> **Exercise goal**: Repeat the entries exactly. Leave nothing out.

> **Provided material**:

//! Session establishment against the chat server.
//!
//! The server keeps the session in a cookie held by the shared
//! [`BackendClient`]. Credentials come from the keyring when a password was
//! remembered, otherwise from a [`CredentialPrompt`].

use std::error::Error;
use std::fmt;

use tracing::{info, warn};

use crate::api::{ApiError, AuthStatus, BackendClient};
use crate::core::keyring::PasswordStore;
use crate::utils::line_editor::LineEditorError;

mod prompt;

pub use prompt::{CredentialPrompt, TerminalPrompt};

const MAX_LOGIN_ATTEMPTS: usize = 3;

#[derive(Debug)]
pub enum AuthError {
    Api(ApiError),
    Prompt(LineEditorError),
    MissingUsername,
    Rejected { attempts: usize },
}

impl fmt::Display for AuthError {
    fn fmt(&self, f: &mut fmt::Formatter<'_>) -> fmt::Result {
        match self {
            AuthError::Api(err) => write!(f, "{err}"),
            AuthError::Prompt(err) => write!(f, "{err}"),
            AuthError::MissingUsername => write!(f, "A username is required to log in"),
            AuthError::Rejected { attempts } => {
                write!(f, "Login failed after {attempts} attempt(s)")
            }
        }
    }
}

impl Error for AuthError {
    fn source(&self) -> Option<&(dyn Error + 'static)> {
        match self {
            AuthError::Api(err) => Some(err),
            AuthError::Prompt(err) => Some(err),
            _ => None,
        }
    }
}

impl From<ApiError> for AuthError {
    fn from(err: ApiError) -> Self {
        AuthError::Api(err)
    }
}

impl From<LineEditorError> for AuthError {
    fn from(err: LineEditorError) -> Self {
        AuthError::Prompt(err)
    }
}

#[derive(Debug, Clone, PartialEq, Eq)]
pub struct LoggedIn {
    /// `None` when an existing session cookie was reused.
    pub username: Option<String>,
    pub is_admin: bool,
}

pub struct AuthManager {
    client: BackendClient,
    passwords: PasswordStore,
}

impl AuthManager {
    pub fn new(client: BackendClient, passwords: PasswordStore) -> Self {
        Self { client, passwords }
    }

    pub fn client(&self) -> &BackendClient {
        &self.client
    }

    /// Reuse a live session if the server still recognises it, else log in.
    pub async fn ensure_session(
        &self,
        username: Option<&str>,
        prompt: &mut dyn CredentialPrompt,
    ) -> Result<LoggedIn, AuthError> {
        let status = self.client.check_auth().await?;
        if status.authenticated {
            return Ok(LoggedIn {
                username: None,
                is_admin: status.is_admin,
            });
        }
        self.login(username, prompt, false).await
    }

    /// Log in, trying a remembered password first. With `remember`, a password
    /// typed at the prompt is stored in the keyring on success.
    pub async fn login(
        &self,
        username: Option<&str>,
        prompt: &mut dyn CredentialPrompt,
        remember: bool,
    ) -> Result<LoggedIn, AuthError> {
        let username = match username.map(str::trim).filter(|u| !u.is_empty()) {
            Some(name) => name.to_string(),
            None => prompt.username(None)?,
        };
        if username.is_empty() {
            return Err(AuthError::MissingUsername);
        }
        let server = self.client.base_url().to_string();

        match self.passwords.get(&username, &server) {
            Ok(Some(password)) => {
                let status = self.client.login(&username, &password).await?;
                if status.authenticated {
                    info!(username = %username, "logged in with remembered password");
                    return Ok(logged_in(username, status));
                }
                prompt.notify("The remembered password was rejected.");
            }
            Ok(None) => {}
            Err(err) => warn!("{err}; asking for the password instead"),
        }

        for attempt in 1..=MAX_LOGIN_ATTEMPTS {
            let password = prompt.password(&username)?;
            let status = self.client.login(&username, &password).await?;
            if status.authenticated {
                info!(username = %username, attempt, "logged in");
                if remember {
                    if let Err(err) = self.passwords.set(&username, &server, &password) {
                        warn!("could not remember password: {err}");
                        prompt.notify(&format!("Password not saved: {err}"));
                    }
                }
                return Ok(logged_in(username, status));
            }
            prompt.notify("Invalid username or password.");
        }

        Err(AuthError::Rejected {
            attempts: MAX_LOGIN_ATTEMPTS,
        })
    }

    /// End the server session; with `forget`, also drop the remembered password.
    pub async fn logout(&self, username: Option<&str>, forget: bool) -> Result<(), AuthError> {
        self.client.logout().await?;
        if let (true, Some(username)) = (forget, username) {
            match self.passwords.remove(username, self.client.base_url()) {
                Ok(true) => info!(username, "forgot remembered password"),
                Ok(false) => {}
                Err(err) => warn!("could not forget password: {err}"),
            }
        }
        Ok(())
    }
}

fn logged_in(username: String, status: AuthStatus) -> LoggedIn {
    LoggedIn {
        username: Some(username),
        is_admin: status.is_admin,
    }
}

> **Task output**:
//! Session establishment against the chat server.
//!
//! The server keeps the session in a cookie held by the shared
//! [`BackendClient`]. Credentials come from the keyring when a password was
//! remembered, otherwise from a [`CredentialPrompt`].

use std::error::Error;
use std::fmt;

use tracing::{info, warn};

use crate::api::{ApiError, AuthStatus, BackendClient};
use crate::core::keyring::PasswordStore;
use crate::utils::line_editor::LineEditorError;

mod prompt;

pub use prompt::{CredentialPrompt, TerminalPrompt};

const MAX_LOGIN_ATTEMPTS: usize = 3;

#[derive(Debug)]
pub enum AuthError {
    Api(ApiError),
    Prompt(LineEditorError),
    MissingUsername,
    Rejected { attempts: usize },
}

impl fmt::Display for AuthError {
    fn fmt(&self, f: &mut fmt::Formatter<'_>) -> fmt::Result {
        match self {
            AuthError::Api(err) => write!(f, "{err}"),
            AuthError::Prompt(err) => write!(f, "{err}"),
            AuthError::MissingUsername => write!(f, "A username is required to log in"),
            AuthError::Rejected { attempts } => {
                write!(f, "Login failed after {attempts} attempt(s)")
            }
        }
    }
}

impl Error for AuthError {
    fn source(&self) -> Option<&(dyn Error + 'static)> {
        match self {
            AuthError::Api(err) => Some(err),
            AuthError::Prompt(err) => Some(err),
            _ => None,
        }
    }
}

impl From<ApiError> for AuthError {
    fn from(err: ApiError) -> Self {
        AuthError::Api(err)
    }
}

impl From<LineEditorError> for AuthError {
    fn from(err: LineEditorError) -> Self {
        AuthError::Prompt(err)
    }
}

#[derive(Debug, Clone, PartialEq, Eq)]
pub struct LoggedIn {
    /// `None` when an existing session cookie was reused.
    pub username: Option<String>,
    pub is_admin: bool,
}

pub struct AuthManager {
    client: BackendClient,
    passwords: PasswordStore,
}

impl AuthManager {
    pub fn new(client: BackendClient, passwords: PasswordStore) -> Self {
        Self { client, passwords }
    }

    pub fn client(&self) -> &BackendClient {
        &self.client
    }

    /// Reuse a live session if the server still recognises it, else log in.
    pub async fn ensure_session(
        &self,
        username: Option<&str>,
        prompt: &mut dyn CredentialPrompt,
    ) -> Result<LoggedIn, AuthError> {
        let status = self.client.check_auth().await?;
        if status.authenticated {
            return Ok(LoggedIn {
                username: None,
                is_admin: status.is_admin,
            });
        }
        self.login(username, prompt, false).await
    }

    /// Log in, trying a remembered password first. With `remember`, a password
    /// typed at the prompt is stored in the keyring on success.
    pub async fn login(
        &self,
        username: Option<&str>,
        prompt: &mut dyn CredentialPrompt,
        remember: bool,
    ) -> Result<LoggedIn, AuthError> {
        let username = match username.map(str::trim).filter(|u| !u.is_empty()) {
            Some(name) => name.to_string(),
            None => prompt.username(None)?,
        };
        if username.is_empty() {
            return Err(AuthError::MissingUsername);
        }
        let server = self.client.base_url().to_string();

        match self.passwords.get(&username, &server) {
            Ok(Some(password)) => {
                let status = self.client.login(&username, &password).await?;
                if status.authenticated {
                    info!(username = %username, "logged in with remembered password");
                    return Ok(logged_in(username, status));
                }
                prompt.notify("The remembered password was rejected.");
            }
            Ok(None) => {}
            Err(err) => warn!("{err}; asking for the password instead"),
        }

        for attempt in 1..=MAX_LOGIN_ATTEMPTS {
            let password = prompt.password(&username)?;
            let status = self.client.login(&username, &password).await?;
            if status.authenticated {
                info!(username = %username, attempt, "logged in");
                if remember {
                    if let Err(err) = self.passwords.set(&username, &server, &password) {
                        warn!("could not remember password: {err}");
                        prompt.notify(&format!("Password not saved: {err}"));
                    }
                }
                return Ok(logged_in(username, status));
            }
            prompt.notify("Invalid username or password.");
        }

        Err(AuthError::Rejected {
            attempts: MAX_LOGIN_ATTEMPTS,
        })
    }

    /// End the server session; with `forget`, also drop the remembered password.
    pub async fn logout(&self, username: Option<&str>, forget: bool) -> Result<(), AuthError> {
        self.client.logout().await?;
        if let (true, Some(username)) = (forget, username) {
            match self.passwords.remove(username, self.client.base_url()) {
                Ok(true) => info!(username, "forgot remembered password"),
                Ok(false) => {}
                Err(err) => warn!("could not forget password: {err}"),
            }
        }
        Ok(())
    }
}

fn logged_in(username: String, status: AuthStatus) -> LoggedIn {
    LoggedIn {
        username: Some(username),
        is_admin: status.is_admin,
    }
}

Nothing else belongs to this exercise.